I think, there is not just one killer. Dr. Garner, Catherine, Hazel Dobkins, Roxy- All have murdered. The thing is Beth, Dobkins and Roxy are highly obsessed with Catherine. She makes them murder all the people except in the first scene (where she herself murders Johnny Boz). She is a brilliant psychologist who reads the characters really well. She knew that she could make em do anything she wants.

  • What's the deal with writing a book?

    Well, Catherine is a writer and a psychologist, it makes sense for her to write a thriller? Not exactly, the book is the live proof that she wants the police to think that the book is an alibi (that's why she talks about it being an alibi in the interrogation scene-You know, shape their thought to course a direction she wants. She knows how human mind works really well), and she also puts up an open kinda challenge that, she will make all the murders happen and describe them in the book but no one can prove that(or make em wanting not to prove, or ignore it, after manipulating their state of mind).

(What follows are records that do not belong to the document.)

//! Probability distributions.
//!
//! Every distribution implements [`Distribution`]: `sample_with` draws one
//! value from an explicit bit source, and `sample` draws from the
//! process-wide generator in [`crate::rng`]. Distributions with a finite
//! support also implement [`SizedDistribution`].
//!
//! Parameters are validated once at construction; sampling never fails,
//! except for [`MutableCollectionDistribution`], whose samples are
//! `Result`s because it can run out of elements.

mod collection;
mod continuous;
mod discrete;
mod uniform;

use rand::{Rng, RngCore};
use thiserror::Error;

use crate::rng::with_global_rng;

pub use collection::{
    CollectionWithReplacementDistribution, MutableCollectionDistribution, NonUniformDistribution,
};
pub use continuous::{
    BetaDistribution, ExponentialDistribution, GammaDistribution, GaussianDistribution,
};
pub use discrete::{
    BernoulliBooleanDistribution, BernoulliIntDistribution, BinomialDistribution,
    PoissonDistribution,
};
pub use uniform::{UniformDoubleDistribution, UniformIntDistribution};

/// Errors from distribution construction and sampling.
#[derive(Debug, Clone, PartialEq, Error)]
pub enum DistributionError {
    #[error("Invalid distribution parameter `{name}`: {reason}")]
    InvalidParameter { name: &'static str, reason: String },

    #[error("Cannot build a distribution over an empty collection")]
    EmptySource,

    #[error("Invalid weights: {0}")]
    InvalidWeights(String),

    #[error("Distribution exhausted: no elements remain")]
    Exhausted,
}

impl DistributionError {
    pub(crate) fn invalid(name: &'static str, reason: impl Into<String>) -> Self {
        Self::InvalidParameter {
            name,
            reason: reason.into(),
        }
    }
}

/// A source of samples of type `T`.
pub trait Distribution<T> {
    /// Draw one sample using `rng` as the bit source.
    fn sample_with(&mut self, rng: &mut dyn RngCore) -> T;

    /// Draw one sample from the process-wide generator.
    fn sample(&mut self) -> T {
        with_global_rng(|rng| self.sample_with(rng))
    }
}

/// A distribution whose support is finite and countable.
pub trait SizedDistribution<T>: Distribution<T> {
    /// Number of elements in the support. For distributions that change as
    /// they are sampled, this is the current count.
    fn size(&self) -> usize;
}

impl<T, D: Distribution<T> + ?Sized> Distribution<T> for &mut D {
    fn sample_with(&mut self, rng: &mut dyn RngCore) -> T {
        (**self).sample_with(rng)
    }
}

impl<T, D: Distribution<T> + ?Sized> Distribution<T> for Box<D> {
    fn sample_with(&mut self, rng: &mut dyn RngCore) -> T {
        (**self).sample_with(rng)
    }
}

/// Standard normal draw via the Box-Muller transform.
pub(crate) fn gaussian_with(rng: &mut dyn RngCore) -> f64 {
    // 1 - U lies in (0, 1], keeping ln finite
    let u1 = 1.0 - rng.gen::<f64>();
    let u2 = rng.gen::<f64>();
    (-2.0 * u1.ln()).sqrt() * (std::f64::consts::TAU * u2).cos()
}

/// Uniform integer in `[min, max)` from the process-wide generator.
pub fn random_int(min: i64, max: i64) -> Result<i64, DistributionError> {
    Ok(UniformIntDistribution::new(min, max)?.sample())
}

/// Uniform double in `[min, max)` from the process-wide generator.
pub fn random_double(min: f64, max: f64) -> Result<f64, DistributionError> {
    Ok(UniformDoubleDistribution::new(min, max)?.sample())
}

/// Normal draw with the given mean and standard deviation.
pub fn random_gaussian(mean: f64, stdev: f64) -> f64 {
    with_global_rng(|rng| gaussian_with(rng) * stdev + mean)
}

/// A uniformly chosen element, or `None` for an empty slice.
pub fn random_element<T>(elements: &[T]) -> Option<&T> {
    if elements.is_empty() {
        return None;
    }
    let index = with_global_rng(|rng| rng.gen_range(0..elements.len()));
    elements.get(index)
}

/// Accept-reject (Monte Carlo) sampling.
///
/// Draws candidates from `proposal` and keeps each one with probability
/// `acceptance(&candidate)`, clamped to `[0, 1]`. Loops until a candidate is
/// accepted, so `acceptance` must be positive on some part of the support.
pub fn accept_reject_with<T, D, F>(proposal: &mut D, acceptance: F, rng: &mut dyn RngCore) -> T
where
    D: Distribution<T> + ?Sized,
    F: Fn(&T) -> f64,
{
    loop {
        let candidate = proposal.sample_with(rng);
        let p = acceptance(&candidate);
        if rng.gen::<f64>() < p {
            return candidate;
        }
    }
}

/// [`accept_reject_with`] on the process-wide generator.
pub fn accept_reject<T, D, F>(proposal: &mut D, acceptance: F) -> T
where
    D: Distribution<T> + ?Sized,
    F: Fn(&T) -> f64,
{
    with_global_rng(|rng| accept_reject_with(proposal, acceptance, rng))
}

#[cfg(test)]
mod tests {
    use super::*;
    use crate::rng::DeterministicRng;

    #[test]
    fn test_gaussian_moments() {
        let mut rng = DeterministicRng::new(9);
        let n = 50_000;
        let samples: Vec<f64> = (0..n).map(|_| gaussian_with(&mut rng)).collect();
        let mean = samples.iter().sum::<f64>() / n as f64;
        let var = samples.iter().map(|v| (v - mean).powi(2)).sum::<f64>() / n as f64;
        assert!(mean.abs() < 0.03, "mean {}", mean);
        assert!((var - 1.0).abs() < 0.05, "variance {}", var);
    }

    #[test]
    fn test_random_element() {
        let empty: [u8; 0] = [];
        assert_eq!(random_element(&empty), None);
        let items = ["a", "b", "c"];
        for _ in 0..100 {
            assert!(items.contains(random_element(&items).unwrap()));
        }
    }

    #[test]
    fn test_random_helpers_validate_ranges() {
        assert!(random_int(5, 5).is_err());
        assert!(random_double(2.0, 1.0).is_err());
        let v = random_int(-3, 3).unwrap();
        assert!((-3..3).contains(&v));
    }

    #[test]
    fn test_accept_reject_respects_zero_acceptance() {
        let mut rng = DeterministicRng::new(3);
        let mut proposal = UniformDoubleDistribution::new(0.0, 1.0).unwrap();
        for _ in 0..1000 {
            // Nothing below 0.5 can ever be accepted
            let v = accept_reject_with(
                &mut proposal,
                |&x: &f64| if x < 0.5 { 0.0 } else { x },
                &mut rng,
            );
            assert!(v >= 0.5);
        }
    }

    #[test]
    fn test_accept_reject_skews_toward_high_values() {
        let mut rng = DeterministicRng::new(4);
        let mut proposal = UniformDoubleDistribution::new(0.0, 1.0).unwrap();
        let n = 20_000;
        let mean = (0..n)
            .map(|_| accept_reject_with(&mut proposal, |&x: &f64| x, &mut rng))
            .sum::<f64>()
            / n as f64;
        // Density 2x on [0, 1) has mean 2/3
        assert!((mean - 2.0 / 3.0).abs() < 0.02, "mean {}", mean);
    }
}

  • Okay...but the books were found in Dr. Beth's drawer and all the straightforward evidence points her to be "the" killer of the movie?

    Again nicely played by Catherine. Beth didn't kill Gus, it was Dobkins, who killed Gus with such cruelty. Beth didn't have anything against Gus. Beth just happened to be there coincidentally. The evidence, was planted- Remember when Beth tells Nick to take the cigarettes from the top Drawer- the books were found later in the top drawer- if Beth was the ultimate verdict, why would she risk herself?

  • Catherine didn't dispose off Nick to the end- Why?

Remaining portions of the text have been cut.